Throughout the United States, public schools are struggling to stay afloat. Continuously fighting rough waters caused by the pandemic, the American education system is drowning. With shortages of teachers and staff, students falling behind, and limited funding, the public system cannot seem to find dry land. However, one idea, dubbed an Education Savings Account (ESA), may function as a lifeboat for parents and students trying to avoid going down with the ship. These accounts provide instructional opportunities to families of all races, incomes, and zip codes. ESAs may not fix the problems within the public system, but they could be the answer for students that are not reaching their full potential.
The Public School System is Treading Water
For years, the public school system was a practical option for students who either could not afford private learning or lived in rural areas where the local facility was the only available choice. Since the pandemic, these institutions have faced multiple issues such as staff shortages, lowered enrollment, chronically absent students, drawbacks from extended home learning, controversial parental involvement, and financial struggles. Combined, these issues force parents to find alternative learning centers for their children while public schools and their exhausted administration are left treading water.
For those that think more money is the solution, think again. America spends more money on education than any other country globally, and it has yet to yield satisfactory results. In a 2017 study conducted by Pew Research involving 72 countries, the US ranked a pitiful 38th in math and 24th in science.

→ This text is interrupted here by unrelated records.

//! A single LSM-tree over composite `(from, to)` edge keys: four of
//! these back the graph adjacency index, each really a sorted multimap
//! from one id to a set of related ids.
//!
//! Grounded on the memtable/flush/compaction shape described for
//! `StorageEngine` in the `lsmdb` reference crate pulled into this
//! pack: a `BTreeMap` memtable buffers writes, flushing to an
//! immutable, sorted on-disk run once it crosses a size threshold;
//! runs accumulate in level 0 and periodically merge upward at
//! `lsm_size_ratio`, with tombstones (`alive: false`) carried until a
//! merge reaches what is, at that moment, the deepest level.

use std::collections::BTreeMap;
use std::sync::Arc;

use serde::{Deserialize, Serialize};
use tokio::sync::RwLock;

use crate::blob_store::{BlobStore, GetResult};
use crate::error::Result;

pub type EdgeKey = (u32, u32);

#[derive(Clone, Serialize, Deserialize)]
struct Run {
    entries: Vec<(EdgeKey, bool)>,
}

impl Run {
    fn lookup(&self, key: &EdgeKey) -> Option<bool> {
        self.entries
            .binary_search_by_key(key, |(k, _)| *k)
            .ok()
            .map(|idx| self.entries[idx].1)
    }

    fn range_from(&self, from: u32) -> impl Iterator<Item = (EdgeKey, bool)> + '_ {
        let start = self.entries.partition_point(|((f, _), _)| *f < from);
        self.entries[start..]
            .iter()
            .take_while(move |((f, _), _)| *f == from)
            .copied()
    }
}

#[derive(Default)]
struct State {
    memtable: BTreeMap<EdgeKey, bool>,
    /// `levels[0]` is freshly flushed, most-recent-last within a level;
    /// `levels[i]` for `i > 0` holds progressively older, compacted runs.
    levels: Vec<Vec<Run>>,
}

pub struct LsmTree {
    name: String,
    store: Arc<dyn BlobStore>,
    flush_threshold: usize,
    size_ratio: usize,
    state: RwLock<State>,
}

fn run_key(name: &str, level: usize, run_id: usize) -> String {
    format!("_system/graph_index/{name}/L{level}/{run_id}")
}

impl LsmTree {
    pub fn new(name: impl Into<String>, store: Arc<dyn BlobStore>, flush_threshold: usize, size_ratio: usize) -> Self {
        Self {
            name: name.into(),
            store,
            flush_threshold,
            size_ratio,
            state: RwLock::new(State::default()),
        }
    }

    /// Appends an edge write, flushing the memtable if it has grown past
    /// `flush_threshold`.
    pub async fn put(&self, key: EdgeKey) -> Result<()> {
        let should_flush = {
            let mut state = self.state.write().await;
            state.memtable.insert(key, true);
            state.memtable.len() >= self.flush_threshold
        };
        if should_flush {
            self.flush().await?;
        }
        Ok(())
    }

    /// Writes a tombstone.
    pub async fn delete(&self, key: EdgeKey) -> Result<()> {
        let mut state = self.state.write().await;
        state.memtable.insert(key, false);
        Ok(())
    }

    async fn flush(&self) -> Result<()> {
        let mut state = self.state.write().await;
        if state.memtable.is_empty() {
            return Ok(());
        }
        let entries: Vec<(EdgeKey, bool)> = std::mem::take(&mut state.memtable).into_iter().collect();
        let run = Run { entries };
        if state.levels.is_empty() {
            state.levels.push(Vec::new());
        }
        let run_id = state.levels[0].len();
        let bytes = bincode::serialize(&run)?;
        self.store.put(&run_key(&self.name, 0, run_id), bytes).await?;
        state.levels[0].push(run);
        let needs_compaction = state.levels[0].len() > self.size_ratio;
        drop(state);
        if needs_compaction {
            self.compact_level(0).await?;
        }
        Ok(())
    }

    /// Merges every run at `level` into one run promoted to `level + 1`
    ///. Tombstones
    /// are dropped only when the merge target is, for now, the deepest
    /// level that exists — a correct approximation since nothing older
    /// can be shadowed by a tombstone that has nowhere lower to hide.
    pub async fn compact_level(&self, level: usize) -> Result<()> {
        let mut state = self.state.write().await;
        if level >= state.levels.len() || state.levels[level].len() <= self.size_ratio {
            return Ok(());
        }
        let runs = std::mem::take(&mut state.levels[level]);
        let is_bottom = level + 1 >= state.levels.len();

        let mut merged: BTreeMap<EdgeKey, bool> = BTreeMap::new();
        for run in &runs {
            for &(key, alive) in &run.entries {
                merged.insert(key, alive);
            }
        }
        if is_bottom {
            merged.retain(|_, alive| *alive);
        }

        if state.levels.len() <= level + 1 {
            state.levels.push(Vec::new());
        }
        let next_run_id = state.levels[level + 1].len();
        let promoted = Run {
            entries: merged.into_iter().collect(),
        };
        let bytes = bincode::serialize(&promoted)?;
        self.store.put(&run_key(&self.name, level + 1, next_run_id), bytes).await?;
        state.levels[level + 1].push(promoted);

        tracing::debug!(tree = %self.name, level, "compacted level");

        let cascade = state.levels[level + 1].len() > self.size_ratio;
        drop(state);
        if cascade {
            Box::pin(self.compact_level(level + 1)).await?;
        }
        Ok(())
    }

    /// All live targets reachable from `from`, newest write wins. Each
    /// hop is O(1) against the memtable; older, compacted levels degrade
    /// to the number of surviving runs, bounded by `log` growth.
    pub async fn adjacent(&self, from: u32) -> Vec<u32> {
        let state = self.state.read().await;
        let mut resolved: std::collections::HashMap<u32, bool> = std::collections::HashMap::new();

        for (&(f, t), &alive) in &state.memtable {
            if f == from {
                resolved.entry(t).or_insert(alive);
            }
        }
        for level in &state.levels {
            for run in level.iter().rev() {
                for ((_, t), alive) in run.range_from(from) {
                    resolved.entry(t).or_insert(alive);
                }
            }
        }
        resolved.into_iter().filter(|(_, alive)| *alive).map(|(t, _)| t).collect()
    }

    pub async fn contains(&self, key: EdgeKey) -> bool {
        let state = self.state.read().await;
        if let Some(&alive) = state.memtable.get(&key) {
            return alive;
        }
        for level in &state.levels {
            for run in level.iter().rev() {
                if let Some(alive) = run.lookup(&key) {
                    return alive;
                }
            }
        }
        false
    }

    /// Reconstructs `self` by replaying every persisted run, for a
    /// process restart (no prior art needed here: runs are already
    /// immutable on disk, so this is a straight re-read of the index
    /// files this tree itself wrote).
    pub async fn reload(&self) -> Result<()> {
        let mut state = self.state.write().await;
        state.levels.clear();
        let mut level = 0;
        loop {
            let mut runs = Vec::new();
            let mut run_id = 0;
            loop {
                match self.store.get(&run_key(&self.name, level, run_id)).await? {
                    GetResult::Found(bytes, _) => {
                        runs.push(bincode::deserialize::<Run>(&bytes)?);
                        run_id += 1;
                    }
                    GetResult::NotFound => break,
                }
            }
            if runs.is_empty() {
                break;
            }
            state.levels.push(runs);
            level += 1;
        }
        Ok(())
    }

    /// Forces the memtable to disk regardless of size, used when a
    /// caller needs durability before proceeding (e.g. before a commit).
    pub async fn force_flush(&self) -> Result<()> {
        self.flush().await
    }
}

#[cfg(test)]
mod tests {
    use super::*;
    use crate::blob_store::MemoryStore;

    fn tree(flush_threshold: usize, size_ratio: usize) -> LsmTree {
        LsmTree::new("test", Arc::new(MemoryStore::new()), flush_threshold, size_ratio)
    }

    #[tokio::test]
    async fn put_then_adjacent_finds_target() {
        let t = tree(100, 4);
        t.put((1, 2)).await.unwrap();
        t.put((1, 3)).await.unwrap();
        let mut adj = t.adjacent(1).await;
        adj.sort();
        assert_eq!(adj, vec![2, 3]);
    }

    #[tokio::test]
    async fn delete_tombstones_override_earlier_put() {
        let t = tree(100, 4);
        t.put((1, 2)).await.unwrap();
        t.delete((1, 2)).await.unwrap();
        assert!(t.adjacent(1).await.is_empty());
        assert!(!t.contains((1, 2)).await);
    }

    #[tokio::test]
    async fn flush_moves_memtable_into_a_run_and_adjacency_still_resolves() {
        let t = tree(2, 4);
        t.put((1, 2)).await.unwrap();
        t.put((1, 3)).await.unwrap(); // crosses flush_threshold=2
        t.put((1, 4)).await.unwrap();
        let mut adj = t.adjacent(1).await;
        adj.sort();
        assert_eq!(adj, vec![2, 3, 4]);
    }

    #[tokio::test]
    async fn compaction_merges_runs_and_preserves_membership() {
        let t = tree(1, 2);
        for i in 0..10u32 {
            t.put((1, i)).await.unwrap();
        }
        let mut adj = t.adjacent(1).await;
        adj.sort();
        assert_eq!(adj, (0..10).collect::<Vec<_>>());
    }

    #[tokio::test]
    async fn memtable_write_wins_over_older_run() {
        let t = tree(1, 4);
        t.put((1, 2)).await.unwrap(); // flushes to a run
        t.delete((1, 2)).await.unwrap(); // lives in memtable, must shadow the run
        assert!(t.adjacent(1).await.is_empty());
    }
}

Private schools are an excellent choice for those who can afford them, but many low-income families are left without options due to the inflated cost. This is how the idea for Education Savings Accounts was born.
What is an ESA?
ESA’s are funds made available to families, regardless of income or address, to use towards different educational needs. The money is provided by taxpayers and is deducted from the amount public schools receive from the government for each attending student. That number varies depending on location, but on average, the range per student is between $9,500 and $27,000. ESAs are formed by taking a portion of that money and putting it into a private account for parents to use for their children’s education, including private school tuition, online learning, and services for children with disabilities.

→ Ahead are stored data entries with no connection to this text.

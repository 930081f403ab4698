//! HNSW Vector Index: a hierarchical navigable
//! small-world graph of entity vectors with persisted per-node
//! connections and adaptive in-memory/on-demand loading.
//!
//! Grounded on `vector_core::hnsw::HnswBuilder`: the same
//! randomized-level assignment, greedy-descent-then-beam-search shape,
//! and a concurrent `papaya::HashMap` per layer for lock-free reads
//! survive the rewrite. What changes is persistence — the original
//! backs every layer by an LMDB transaction; this index is simpler
//! (one global entry point per sub-graph rather than FreshDiskANN-style
//! incremental patch sets) and persists through the Blob Store Adapter
//! and Unified Cache instead.

pub mod distance;

use std::collections::HashMap as StdHashMap;
use std::sync::{Arc, Mutex};

use min_max_heap::MinMaxHeap;
use papaya::HashMap;
use rand::Rng;
use serde::{Deserialize, Serialize};
use uuid::Uuid;

use crate::blob_store::{BlobStore, GetResult};
use crate::cache::{CachedItem, ItemKind, UnifiedCache};
use crate::config::VectorIndexConfig;
use crate::error::{Result, StratumError};
use crate::model::Vector;

use distance::{DistanceMetric, OrderedDistance};

/// Resident node state: level, per-level neighbor lists, and an
/// optionally-resident vector.
#[derive(Clone)]
struct NodeState {
    level: usize,
    connections: Vec<Vec<u32>>,
    vector: Option<Arc<Vector>>,
    tombstoned: bool,
}

/// On-disk form of a node: `{ vector, connections by level }`, matching
/// the entity vector blob shape.
#[derive(Clone, Serialize, Deserialize)]
struct PersistedNode {
    vector: Vector,
    connections: Vec<Vec<u32>>,
}

#[derive(Clone, Serialize, Deserialize)]
struct SystemState {
    entry_point: Option<u32>,
    max_level: usize,
}

/// One independent HNSW sub-graph, either the whole index or one noun
/// type's partition.
struct HnswGraph {
    partition: String,
    nodes: HashMap<u32, NodeState>,
    entry_point: Mutex<Option<u32>>,
    max_level: Mutex<usize>,
    write_lock: tokio::sync::Mutex<()>,
}

impl HnswGraph {
    fn new(partition: &str) -> Self {
        Self {
            partition: partition.to_string(),
            nodes: HashMap::new(),
            entry_point: Mutex::new(None),
            max_level: Mutex::new(0),
            write_lock: tokio::sync::Mutex::new(()),
        }
    }

    fn system_state(&self) -> SystemState {
        SystemState {
            entry_point: *self.entry_point.lock().unwrap(),
            max_level: *self.max_level.lock().unwrap(),
        }
    }
}

pub struct VectorIndex {
    store: Arc<dyn BlobStore>,
    cache: Arc<UnifiedCache>,
    config: VectorIndexConfig,
    dimension: usize,
    metric: DistanceMetric,
    graphs: Mutex<StdHashMap<String, Arc<HnswGraph>>>,
}

const UNPARTITIONED: &str = "__all__";

/// Keys the `_system/hnsw/nodes` mirror by a bucket of the integer id
/// rather than the entity's UUID shard (DESIGN.md decision 1): the
/// index only ever sees `int_id`s, and recovering a UUID shard from one
/// would mean threading the Entity-ID Mapper through every lookup.
fn node_key(id: u32) -> String {
    format!("_system/hnsw/nodes/{:02x}/{id}", id % 256)
}

fn system_key(partition: &str) -> String {
    format!("_system/hnsw/{partition}/system.json")
}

In 2011, Arizona was the first state to trial an ESA program. Legislation that would allow low-income families to be eligible was passed in the Grand Canyon State in February of 2021. Since the start, seven more states have adopted some form of an ESA program, including Florida, North Carolina, Mississippi, Tennessee, Indiana, New Hampshire, and West Virginia. Additionally, several other states are beginning to follow suit.
Pros and Cons of ESAs
Advocates cite a number of benefits associated with ESAs. First, the funds are helpful to students who have special needs that public schools are not prepared to manage, such as kids with learning disabilities. Parents can use the money to enroll their children in specialized learning centers. The program is also valuable for families unable to afford the tuition costs at private institutions and those adversely affected by the coronavirus pandemic. Finally, both public and private schools benefit from the use of ESAs. The money allotted to each student is put back into both systems, helping them survive the budgetary crisis many of them face.
There is an opposing idea that public schools lose substantial money due to decreased enrollment. However, this is untrue. ESAs only take a percentage of the amount provided by the government for each student. The remainder is put back to the administration in which the child was previously enrolled, even though they are not attending that facility anymore. In actuality, public facilities are gaining revenue rather than losing.